Dalam kaitan kisah diatas mengapa Penulis ingin berbagi pengalaman ini ialah agar siapapun di luar sana dapat mawas diri dan menjaga kebersihan selalu bahwa Covid-19 sesuatu yang real atau elas-jelas ada.
Terlepas dari isu apakah Covid-19 ini merupakan buatan manusia, nyatanya ketika Anda tahu Anda, keluarga, saudara, kerabat tertular virus tersebut maka kesemua itu tidak punya arti apa-apa sama sekali. Mengetahui bahwa ada anggota keluarga Anda yang sedang menghadapi situasi genting antara hidup dan mati itu jauh lebih horror ketimbang film di layar lebar.

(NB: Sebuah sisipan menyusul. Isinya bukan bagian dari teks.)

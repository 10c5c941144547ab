//! `trak` tracking.

#[cfg(not(feature = "std"))]
use core_maths::CoreFloat;

use alloc::vec::Vec;

use ttf_parser::trak;

use crate::buffer::Buffer;
use crate::face::Face;
use crate::plan::ShapePlan;

pub fn apply(plan: &ShapePlan, face: &Face, buffer: &mut Buffer) -> Option<()> {
    let ptem = face.points_per_em?;
    if ptem <= 0.0 {
        return None;
    }

    let table = face.tables().trak?;
    let horizontal = buffer.direction.is_horizontal();
    let data = if horizontal {
        &table.horizontal
    } else {
        &table.vertical
    };

    let tracking = default_tracking(data, ptem)?;
    if tracking == 0 {
        return Some(());
    }

    let offset = tracking / 2;

    // Tracking goes on the first glyph of each grapheme.
    let mut start = 0;
    while start < buffer.len() {
        let end = buffer.next_grapheme(start);
        if buffer.info[start].mask & plan.trak_mask != 0 {
            let pos = &mut buffer.pos[start];
            if horizontal {
                pos.x_advance += tracking;
                pos.x_offset += offset;
            } else {
                pos.y_advance += tracking;
                pos.y_offset += offset;
            }
        }
        start = end;
    }

    Some(())
}

/// The value of the normal track (track value 0) at `ptem`.
fn default_tracking(data: &trak::TrackData, ptem: f32) -> Option<i32> {
    let track = data.tracks.into_iter().find(|t| t.value == 0.0)?;
    let sizes: Vec<f32> = data.sizes.into_iter().map(|s| s.0).collect();
    let values: Vec<i16> = track.values.into_iter().collect();
    interpolate(&sizes, &values, ptem)
}

/// Linear interpolation of per-size values. Sizes past either end
/// extrapolate from the nearest pair.
fn interpolate(sizes: &[f32], values: &[i16], ptem: f32) -> Option<i32> {
    match sizes.len() {
        0 => return None,
        1 => return values.first().map(|&v| i32::from(v)),
        _ => {}
    }

    let mut index = 0;
    while index < sizes.len() - 1 && sizes[index] < ptem {
        index += 1;
    }
    let index = index.saturating_sub(1);

    let s0 = sizes[index];
    let s1 = sizes[index + 1];
    let v0 = f32::from(*values.get(index)?);
    let v1 = f32::from(*values.get(index + 1)?);

    let t = if s0 == s1 { 0.0 } else { (ptem - s0) / (s1 - s0) };
    Some((t * v1 + (1.0 - t) * v0).round() as i32)
}

#[cfg(test)]
mod tests {
    use super::*;

    #[test]
    fn exact_sizes() {
        let sizes = [9.0, 12.0, 24.0];
        let values = [-10, 0, 20];
        assert_eq!(interpolate(&sizes, &values, 9.0), Some(-10));
        assert_eq!(interpolate(&sizes, &values, 12.0), Some(0));
        assert_eq!(interpolate(&sizes, &values, 24.0), Some(20));
    }

    #[test]
    fn between_and_beyond() {
        let sizes = [12.0, 24.0];
        let values = [0, 20];
        assert_eq!(interpolate(&sizes, &values, 18.0), Some(10));
        assert_eq!(interpolate(&sizes, &values, 36.0), Some(40));
        assert_eq!(interpolate(&sizes, &values, 6.0), Some(-10));
    }

    #[test]
    fn single_size() {
        assert_eq!(interpolate(&[12.0], &[7], 100.0), Some(7));
        assert_eq!(interpolate(&[], &[], 12.0), None);
    }
}
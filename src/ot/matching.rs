//! Glyph sequence matching that skips what the current lookup ignores.

use smallvec::SmallVec;
use ttf_parser::opentype_layout::ClassDefinition;
use ttf_parser::GlyphId;

use super::apply::ApplyContext;
use super::layout::{TableIndex, MAX_CONTEXT_LENGTH};
use crate::buffer::GlyphInfo;
use crate::Mask;

/// Tests a glyph against the `n`-th element of a pattern.
pub type MatchFunc<'a> = dyn Fn(GlyphId, u16) -> bool + 'a;

/// The value is a glyph id.
pub fn match_glyph(glyph: GlyphId, value: u16) -> bool {
    glyph.0 == value
}

/// The value is a class in `class_def`.
pub fn match_class<'a>(class_def: ClassDefinition<'a>) -> impl Fn(GlyphId, u16) -> bool + 'a {
    move |glyph, value| class_def.get(glyph) == value
}

/// The glyphs an input sequence matched, starting at the cursor.
#[derive(Clone, Debug)]
pub struct InputMatch {
    /// Buffer indices of all matched glyphs, the cursor's included.
    pub positions: SmallVec<[usize; 8]>,
    /// One past the last matched glyph.
    pub end: usize,
    /// Ligature components the matched glyphs add up to.
    pub components: u8,
}

/// Matches the cursor glyph followed by `len` more glyphs accepted by `f`.
///
/// Glyphs attached to different components of an earlier ligature never
/// match together. The exceptions are marks of the ligature itself and
/// marks on a ligature this lookup skips anyway.
pub fn match_input(ctx: &ApplyContext, len: u16, f: &MatchFunc) -> Option<InputMatch> {
    let count = usize::from(len) + 1;
    if count > MAX_CONTEXT_LENGTH {
        return None;
    }

    let first = *ctx.buffer.cur(0);
    let first_attached = first.lig_id() != 0 && first.lig_comp() != 0;

    let mut skipper = Skipper::new(ctx, ctx.buffer.idx, false).matching(f);
    let mut positions = SmallVec::new();
    positions.push(ctx.buffer.idx);
    let mut components = first.lig_num_comps();
    let mut base_skippable = None;

    for _ in 1..count {
        let index = skipper.advance()?;
        let this = &ctx.buffer.info[index];
        let attached = this.lig_id() != 0 && this.lig_comp() != 0;

        if first_attached {
            let same_component =
                this.lig_id() == first.lig_id() && this.lig_comp() == first.lig_comp();
            if !same_component
                && !*base_skippable
                    .get_or_insert_with(|| ligature_base_skippable(&skipper, first.lig_id()))
            {
                return None;
            }
        } else if attached && this.lig_id() != first.lig_id() {
            return None;
        }

        components = components.wrapping_add(this.lig_num_comps());
        positions.push(index);
    }

    Some(InputMatch {
        end: positions[positions.len() - 1] + 1,
        positions,
        components,
    })
}

/// Whether the already output base of ligature `lig_id` is one the lookup
/// skips.
fn ligature_base_skippable(skipper: &Skipper, lig_id: u8) -> bool {
    skipper
        .ctx
        .buffer
        .out_info
        .iter()
        .rev()
        .take_while(|info| info.lig_id() == lig_id)
        .find(|info| info.lig_comp() == 0)
        .map_or(false, |base| skipper.skippable(base) == Skippable::Yes)
}

/// Matches `len` glyphs before the cursor on the output side. Returns the
/// index of the earliest one.
pub fn match_backtrack(ctx: &ApplyContext, len: u16, f: &MatchFunc) -> Option<usize> {
    let start = ctx.buffer.backtrack_len();
    let mut skipper = Skipper::new(ctx, start, true).matching(f);
    (0..len).try_fold(start, |_, _| skipper.retreat())
}

/// Matches `len` glyphs from index `from` on. Returns one past the last.
pub fn match_lookahead(ctx: &ApplyContext, len: u16, f: &MatchFunc, from: usize) -> Option<usize> {
    let mut skipper = Skipper::new(ctx, from - 1, true).matching(f);
    (0..len).try_fold(from, |_, _| skipper.advance().map(|index| index + 1))
}

/// What a skipper makes of one glyph.
#[derive(PartialEq, Eq, Copy, Clone, Debug)]
pub enum Verdict {
    Match,
    Reject,
    Skip,
}

#[derive(PartialEq, Eq, Copy, Clone, Debug)]
pub enum Skippable {
    No,
    Yes,
    /// Default ignorables: skipped only when they do not match.
    Maybe,
}

/// Walks the buffer from a start index over the glyphs the current lookup
/// ignores.
///
/// It borrows the context immutably, so it is built where it is needed
/// and never stored.
pub struct Skipper<'a, 'b> {
    ctx: &'a ApplyContext<'a, 'b>,
    props: u32,
    ignore_zwnj: bool,
    ignore_zwj: bool,
    ignore_hidden: bool,
    mask: Mask,
    syllable: u8,
    matcher: Option<&'a MatchFunc<'a>>,
    matched: u16,
    index: usize,
}

impl<'a, 'b> Skipper<'a, 'b> {
    /// Context matching looks at glyphs of any feature and always steps
    /// over ZWJ.
    pub fn new(ctx: &'a ApplyContext<'a, 'b>, start: usize, context: bool) -> Self {
        let lookup = &ctx.lookup;
        let positioning = ctx.table == TableIndex::GPOS;
        let syllable = if lookup.per_syllable && start == ctx.buffer.idx {
            ctx.buffer.cur(0).syllable()
        } else {
            0
        };

        Skipper {
            ctx,
            props: lookup.props,
            ignore_zwnj: positioning || (context && lookup.auto_zwnj),
            ignore_zwj: context || lookup.auto_zwj,
            ignore_hidden: positioning,
            mask: if context { u32::MAX } else { lookup.mask },
            syllable,
            matcher: None,
            matched: 0,
            index: start,
        }
    }

    pub fn with_props(mut self, props: u32) -> Self {
        self.props = props;
        self
    }

    pub fn matching(mut self, f: &'a MatchFunc<'a>) -> Self {
        self.matcher = Some(f);
        self
    }

    /// Moves to the next glyph that is not skipped and returns its index
    /// if it matches.
    pub fn advance(&mut self) -> Option<usize> {
        let len = self.ctx.buffer.len();
        while self.index + 1 < len {
            self.index += 1;
            match self.classify(&self.ctx.buffer.info[self.index]) {
                Verdict::Match => {
                    self.matched += 1;
                    return Some(self.index);
                }
                Verdict::Reject => return None,
                Verdict::Skip => {}
            }
        }

        None
    }

    /// Like `advance`, walking backwards over the output side.
    pub fn retreat(&mut self) -> Option<usize> {
        while self.index > 0 {
            self.index -= 1;
            match self.classify(self.ctx.buffer.backtrack_info(self.index)) {
                Verdict::Match => {
                    self.matched += 1;
                    return Some(self.index);
                }
                Verdict::Reject => return None,
                Verdict::Skip => {}
            }
        }

        None
    }

    pub fn classify(&self, info: &GlyphInfo) -> Verdict {
        let skip = self.skippable(info);
        if skip == Skippable::Yes {
            return Verdict::Skip;
        }

        let eligible = info.mask & self.mask != 0
            && (self.syllable == 0 || self.syllable == info.syllable());

        // `None` means there is no pattern to compare against.
        let matches = match self.matcher {
            _ if !eligible => Some(false),
            Some(f) => Some(f(info.as_glyph(), self.matched)),
            None => None,
        };

        match (matches, skip) {
            (Some(true), _) | (None, Skippable::No) => Verdict::Match,
            (_, Skippable::No) => Verdict::Reject,
            _ => Verdict::Skip,
        }
    }

    pub fn skippable(&self, info: &GlyphInfo) -> Skippable {
        if !self.ctx.glyph_allowed(info, self.props) {
            return Skippable::Yes;
        }

        let ignorable = info.is_default_ignorable()
            && (self.ignore_zwnj || !info.is_zwnj())
            && (self.ignore_zwj || !info.is_zwj())
            && (self.ignore_hidden || !info.is_hidden());

        if ignorable {
            Skippable::Maybe
        } else {
            Skippable::No
        }
    }
}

Penulis mengimbau jangan pernah Anda meremehkan Covid-19. Sekalipun Anda telah divaksin, tetap patuhi protokol kesehatan dan jaga kesehatan Anda berikut orang-orang tercinta. Kesehatan adalah salah satu nikmat yang Allah berikan kepada manusia dan selayaknya manusia wajib jaga sebaik-baik mungkin. Jangan sampai nikmat tersebut terenggut hanya dari kelalaian dari kebodohan prilaku yang Anda lakukan karena konsekuensinya sangat besar dan fatal.
Demikian artikel Penulis. Mohon maaf bilamana ada kekurangan dikarenakan kekurangan milik Penulis pribadi. Terima kasih.